IN THE COMMONWEALTH COURT OF PENNSYLVANIA
Kelley Coogan :
:
v. : No. 1915 C.D. 2017
: Submitted: November 2, 2018
Commonwealth of Pennsylvania, :
Department of Transportation, :
Bureau of Driver Licensing, :
Appellant :
BEFORE: HONORABLE ROBERT SIMPSON, Judge
HONORABLE P. KEVIN BROBSON, Judge
HONORABLE ELLEN CEISLER, Judge
OPINION NOT REPORTED
MEMORANDUM OPINION
BY JUDGE SIMPSON FILED: January 4, 2019
In this appeal, the Department of Transportation, Bureau of Driver
Licensing (PennDOT) asks whether the Court of Common Pleas of Philadelphia
County (trial court) erred in sustaining the statutory appeal of Kelley Coogan
(Licensee) and rescinding the one-year suspension of her operating privilege
imposed pursuant to Section 1547(b)(1)(i) of the Vehicle Code, commonly known
as the Implied Consent Law.1 PennDOT contends the arresting officer credibly
testified that he asked Licensee to submit to a chemical blood test and that
Licensee refused to submit to the test. Thus, PennDOT asserts, this Court should
reinstate the one-year suspension of Licensee’s operating privilege. Upon review,
we reverse.
1
Section 1547(b)(1)(i) requires any person placed under arrest for driving under the
influence “to submit to chemical testing … [and if that person] refuses to do so, the testing shall
not be conducted but upon notice by the police officer, [PennDOT] shall suspend the operating
privilege of the person … for a period of 12 months.” 75 Pa. C.S. §1547(b)(1)(i).

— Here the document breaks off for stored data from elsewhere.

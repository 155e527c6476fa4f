use crate::models::ApiResponse;
use actix_web::{HttpResponse, ResponseError, http::StatusCode};
use thiserror::Error;

pub type AppResult<T> = Result<T, AppError>;

#[derive(Error, Debug)]
pub enum AppError {
    #[error("Database error: {0}")]
    DatabaseError(#[from] sea_orm::DbErr),

    #[error("Validation error: {0}")]
    ValidationError(String),

    #[error("Auth error: {0}")]
    AuthError(String),

    #[error("Not found: {0}")]
    NotFound(String),

    #[error("Conflict: {0}")]
    Conflict(String),

    #[error("Invalid state: {0}")]
    InvalidState(String),

    #[error("Forbidden")]
    Forbidden,

    #[error("Storage error: {0}")]
    StorageError(#[from] std::io::Error),

    #[error("Image error: {0}")]
    ImageError(#[from] image::ImageError),

    #[error("Config error: {0}")]
    ConfigError(String),

    #[error("Internal server error: {0}")]
    InternalError(String),

    #[error("JWT error: {0}")]
    JwtError(#[from] jsonwebtoken::errors::Error),

    #[error("HTTP request error: {0}")]
    ReqwestError(#[from] reqwest::Error),

    #[error("JSON serialization/deserialization error: {0}")]
    SerdeJsonError(#[from] serde_json::Error),
}

impl AppError {
    /// 응답 본문의 error.code
    pub fn code(&self) -> &'static str {
        match self {
            AppError::ValidationError(_) => "VALIDATION_ERROR",
            AppError::AuthError(_) | AppError::JwtError(_) => "AUTH_ERROR",
            AppError::NotFound(_) => "NOT_FOUND",
            AppError::Conflict(_) => "CONFLICT",
            AppError::InvalidState(_) => "INVALID_STATE",
            AppError::Forbidden => "FORBIDDEN",
            AppError::DatabaseError(_) => "DATABASE_ERROR",
            AppError::StorageError(_) => "STORAGE_ERROR",
            AppError::ImageError(_) => "IMAGE_ERROR",
            _ => "INTERNAL_ERROR",
        }
    }
}

impl ResponseError for AppError {
    fn status_code(&self) -> StatusCode {
        match self {
            AppError::ValidationError(_) | AppError::ImageError(_) => StatusCode::BAD_REQUEST,
            AppError::AuthError(_) | AppError::JwtError(_) => StatusCode::UNAUTHORIZED,
            AppError::NotFound(_) => StatusCode::NOT_FOUND,
            AppError::Conflict(_) | AppError::InvalidState(_) => StatusCode::CONFLICT,
            AppError::Forbidden => StatusCode::FORBIDDEN,
            _ => StatusCode::INTERNAL_SERVER_ERROR,
        }
    }

    fn error_response(&self) -> HttpResponse {
        let status_code = self.status_code();
        let message = match self {
            AppError::ValidationError(msg)
            | AppError::AuthError(msg)
            | AppError::NotFound(msg)
            | AppError::Conflict(msg)
            | AppError::InvalidState(msg) => {
                log::warn!("{}: {msg}", self.code());
                msg.clone()
            }
            AppError::JwtError(err) => {
                log::warn!("Token rejected: {err}");
                "Invalid token".to_string()
            }
            AppError::ImageError(err) => {
                log::warn!("Image decode error: {err}");
                "Unsupported or corrupt image".to_string()
            }
            AppError::Forbidden => {
                log::warn!("Forbidden access");
                "Forbidden".to_string()
            }
            AppError::DatabaseError(err) => {
                log::error!("Database error: {err}");
                "Database error".to_string()
            }
            AppError::StorageError(err) => {
                log::error!("Storage error: {err}");
                "Storage error".to_string()
            }
            _ => {
                log::error!("Internal error: {self}");
                "Internal server error".to_string()
            }
        };

        HttpResponse::build(status_code)
            .json(ApiResponse::<()>::error(self.code().to_string(), message))
    }
}

#[cfg(test)]
mod tests {
    use super::*;
    use actix_web::body::to_bytes;

    #[actix_web::test]
    async fn test_error_response_envelope() {
        let err = AppError::InvalidState("settlement is completed".to_string());
        let resp = err.error_response();
        assert_eq!(resp.status(), StatusCode::CONFLICT);

        let body = to_bytes(resp.into_body()).await.unwrap();
        let v: serde_json::Value = serde_json::from_slice(&body).unwrap();
        assert_eq!(v["success"], false);
        assert_eq!(v["error"]["code"], "INVALID_STATE");
        assert_eq!(v["error"]["message"], "settlement is completed");
    }

    #[test]
    fn test_database_errors_hide_details() {
        let err = AppError::DatabaseError(sea_orm::DbErr::Custom("secret dsn".into()));
        assert_eq!(err.status_code(), StatusCode::INTERNAL_SERVER_ERROR);
        assert_eq!(err.code(), "DATABASE_ERROR");
    }

    #[test]
    fn test_auth_errors_map_to_401() {
        let err = AppError::AuthError("Missing access token".into());
        assert_eq!(err.status_code(), StatusCode::UNAUTHORIZED);
        assert_eq!(err.code(), "AUTH_ERROR");
    }
}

PennDOT notified Licensee of the one-year suspension of her
operating privilege as a result of her refusal to submit to chemical testing.
Licensee appealed to the trial court.
The trial court held a hearing at which PennDOT presented the
testimony of Pennsylvania State Police Trooper Ryan Kovacs (Trooper Kovacs).
It also presented a packet of certified documents. Licensee, who appeared with
counsel, testified on her own behalf. She also presented a copy of PennDOT’s DL-
26B Form and a CD-ROM that contained a video recording from an on-board
device in Trooper Kovacs’ patrol vehicle.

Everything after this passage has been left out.